===== Supplied entries =====

//! Desugarings applied while reducing.
//!
//! Each rewrite runs inside the reduction of the construct it belongs to
//! and produces only core IR:
//!
//! - sum type definitions gain one constructor definition per variant
//! - lambdas over a tuple pattern bind the elements with nested `let`s
//! - record literals with a spread become a chain of `with`
//! - `match` becomes a `matchVariant` application over handler lambdas

mod matching;
mod record;
mod sum_type;
mod tuple_lambda;

use quint_ir::{Row, RowField, Type, TypeKind};

use crate::lower::{LoweringState, Site};

impl LoweringState {
    /// Deep copy of `ty` with fresh identifiers, for reusing a type in a
    /// second place of the tree.
    pub(crate) fn refresh_type_ids(&mut self, site: &Site<'_>, ty: &Type) -> Type {
        let kind = match &ty.kind {
            TypeKind::Int => TypeKind::Int,
            TypeKind::Bool => TypeKind::Bool,
            TypeKind::Str => TypeKind::Str,
            TypeKind::Var(name) => TypeKind::Var(name.clone()),
            TypeKind::Const(name) => TypeKind::Const(name.clone()),
            TypeKind::Set(elem) => TypeKind::Set(Box::new(self.refresh_type_ids(site, elem))),
            TypeKind::List(elem) => TypeKind::List(Box::new(self.refresh_type_ids(site, elem))),
            TypeKind::Fun { arg, res } => TypeKind::Fun {
                arg: Box::new(self.refresh_type_ids(site, arg)),
                res: Box::new(self.refresh_type_ids(site, res)),
            },
            TypeKind::Oper { args, res } => TypeKind::Oper {
                args: args
                    .iter()
                    .map(|arg| self.refresh_type_ids(site, arg))
                    .collect(),
                res: Box::new(self.refresh_type_ids(site, res)),
            },
            TypeKind::Tuple(row) => TypeKind::Tuple(self.refresh_row_ids(site, row)),
            TypeKind::Record(row) => TypeKind::Record(self.refresh_row_ids(site, row)),
            TypeKind::Sum(row) => TypeKind::Sum(self.refresh_row_ids(site, row)),
        };
        Type::new(self.fresh_id(site), kind)
    }

    fn refresh_row_ids(&mut self, site: &Site<'_>, row: &Row) -> Row {
        Row {
            fields: row
                .fields
                .iter()
                .map(|field| {
                    RowField::new(field.name.clone(), self.refresh_type_ids(site, &field.ty))
                })
                .collect(),
            tail: row.tail.clone(),
        }
    }
}

#[cfg(test)]
mod tests;
//! Sum type constructors.
//!
//! `type T = A(P) | B` becomes
//!
//! ```text
//! type T = (A(P) | B)
//! def A: (P) => T = (__AParam) => variant("A", __AParam)
//! val B: T = variant("B", Rec())
//! ```
//!
//! with the constructors right after the type definition, in declared order.

use rustc_hash::FxHashSet;

use quint_ir::builtin_opcodes::{access, collections};
use quint_ir::{
    Declaration, Expr, LambdaParameter, OpDef, Qualifier, Row, RowField, Type, TypeKind,
};

use crate::lower::{LoweringState, Site};
use crate::recovery::RecoveryReason;
use crate::stacks::{StackCategory, VariantField};

/// Name of the parameter of a payload constructor. The `__` prefix keeps
/// it out of the user's namespace.
fn constructor_param(label: &str) -> String {
    format!("__{label}Param")
}

impl LoweringState {
    pub(crate) fn lower_sum_type(
        &mut self,
        site: &Site<'_>,
        name: &str,
        variants: usize,
        docs: &[String],
    ) -> Vec<Declaration> {
        let variants = self.pop_variants(site, variants);
        let variants = self.dedup_variants(site, variants);

        let fields = variants
            .iter()
            .map(|variant| {
                let payload = match &variant.payload {
                    Some(ty) => ty.clone(),
                    None => Type::unit(self.fresh_id(site)),
                };
                RowField::new(variant.label.clone(), payload)
            })
            .collect();
        let sum = Type::new(self.fresh_id(site), TypeKind::Sum(Row::closed(fields)));

        let mut decls = Vec::with_capacity(variants.len() + 1);
        decls.push(self.lower_typedef(site, name, Some(sum), docs));
        for variant in &variants {
            decls.push(self.variant_constructor(site, name, variant));
        }
        tracing::debug!(
            sum_type = name,
            constructors = variants.len(),
            "synthesized variant constructors"
        );
        decls
    }

    fn dedup_variants(
        &mut self,
        site: &Site<'_>,
        variants: Vec<VariantField>,
    ) -> Vec<VariantField> {
        let mut seen = FxHashSet::default();
        let mut unique = Vec::with_capacity(variants.len());
        for variant in variants {
            if seen.insert(variant.label.clone()) {
                unique.push(variant);
            } else {
                self.note(
                    site,
                    StackCategory::VariantField,
                    RecoveryReason::DuplicateRowField(variant.label),
                );
            }
        }
        unique
    }

    fn variant_constructor(
        &mut self,
        site: &Site<'_>,
        type_name: &str,
        variant: &VariantField,
    ) -> Declaration {
        let label = Expr::str(self.fresh_id(site), variant.label.as_str());

        let (qualifier, type_annotation, expr) = match &variant.payload {
            None => {
                let unit = Expr::app(self.fresh_id(site), collections::RECORD, Vec::new());
                let body = Expr::app(self.fresh_id(site), access::VARIANT, vec![label, unit]);
                let ty = Type::new(self.fresh_id(site), TypeKind::Const(type_name.to_string()));
                (Qualifier::Val, ty, body)
            }
            Some(payload) => {
                let param =
                    LambdaParameter::new(self.fresh_id(site), constructor_param(&variant.label));
                let arg = Expr::name(self.fresh_id(site), param.name.as_str());
                let body = Expr::app(self.fresh_id(site), access::VARIANT, vec![label, arg]);
                let lambda = Expr::lambda(self.fresh_id(site), vec![param], Qualifier::Def, body);

                let arg_ty = self.refresh_type_ids(site, payload);
                let res_ty = Type::new(self.fresh_id(site), TypeKind::Const(type_name.to_string()));
                let ty = Type::new(
                    self.fresh_id(site),
                    TypeKind::Oper {
                        args: vec![arg_ty],
                        res: Box::new(res_ty),
                    },
                );
                (Qualifier::Def, ty, lambda)
            }
        };

        Declaration::Def(OpDef {
            id: self.fresh_id(site),
            name: variant.label.clone(),
            qualifier,
            type_annotation: Some(type_annotation),
            expr,
            doc: None,
        })
    }
}
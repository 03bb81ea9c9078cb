//! Quint front end: syntax tree to IR lowering.
//!
//! The parser driver walks a concrete syntax tree bottom-up and reports each
//! completed [`Construct`]. The engine reduces constructs one at a time
//! against per-category stacks of already-lowered children, desugaring as it
//! goes, and produces:
//!
//! - the lowered [`Module`](quint_ir::Module)s, declarations in source order
//! - a [`SourceMap`](quint_ir::SourceMap) entry for every identifier issued
//! - structural [`Diagnostic`](quint_diagnostic::Diagnostic)s
//! - [`RecoveryNote`]s describing how malformed input was patched up
//!
//! Lowering never fails. A broken tree yields placeholders and notes, so
//! later phases can still analyse the rest of the module.
//!
//! # Sessions
//!
//! A session is one [`LoweringState`]: one registry, one set of stacks.
//! Sessions share nothing, so independent inputs can be lowered in
//! parallel with [`lower_parallel`].
//!
//! # Tracing
//!
//! Recovery events log at `debug`, every reduction at `trace`, stack leaks
//! at `warn`. Call [`init_tracing`] and set `RUST_LOG=quint_lower=debug`.

mod config;
mod construct;
mod desugar;
mod docs;
mod lower;
mod recovery;
mod result;
mod stacks;
pub mod testing;
mod validate;

use std::sync::Once;

use rayon::prelude::*;

pub use config::LoweringConfig;
pub use construct::{Construct, ConstructKind};
pub use lower::LoweringState;
pub use recovery::{RecoveryNote, RecoveryReason, RECOVERED_NAME};
pub use result::LoweringResult;
pub use stacks::StackCategory;
pub use validate::{validate, ValidationError};

/// Lower one session's construct stream.
pub fn lower(
    config: LoweringConfig,
    constructs: impl IntoIterator<Item = Construct>,
) -> LoweringResult {
    let mut state = LoweringState::new(config);
    for construct in constructs {
        state.reduce(&construct);
    }
    state.finish()
}

/// Lower independent construct streams concurrently.
///
/// Every stream is its own session with its own identifier numbering
/// starting at `config.first_id`; results come back in input order and
/// match what [`lower`] produces for each stream.
pub fn lower_parallel(
    config: &LoweringConfig,
    streams: Vec<Vec<Construct>>,
) -> Vec<LoweringResult> {
    streams
        .into_par_iter()
        .map(|stream| lower(config.clone(), stream))
        .collect()
}

static TRACING_INIT: Once = Once::new();

/// Initialize tracing for debug output.
///
/// Safe to call multiple times. Does nothing unless `RUST_LOG` is set.
pub fn init_tracing() {
    TRACING_INIT.call_once(|| {
        use tracing_subscriber::{fmt, prelude::*, EnvFilter};

        if std::env::var("RUST_LOG").is_ok() {
            let filter = EnvFilter::from_default_env();
            tracing_subscriber::registry()
                .with(fmt::layer().with_target(true).with_level(true))
                .with(filter)
                .init();
        }
    });
}

#[cfg(test)]
mod tests {
    use super::*;

    #[test]
    fn init_tracing_runs_once() {
        init_tracing();
        init_tracing();
        assert!(TRACING_INIT.is_completed());
    }
}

=====

Read through the lines above and collect those that contain the string "access".

**Answer to this exercise:**
use quint_ir::builtin_opcodes::{access, collections};
                let body = Expr::app(self.fresh_id(site), access::VARIANT, vec![label, unit]);
                let body = Expr::app(self.fresh_id(site), access::VARIANT, vec![label, arg]);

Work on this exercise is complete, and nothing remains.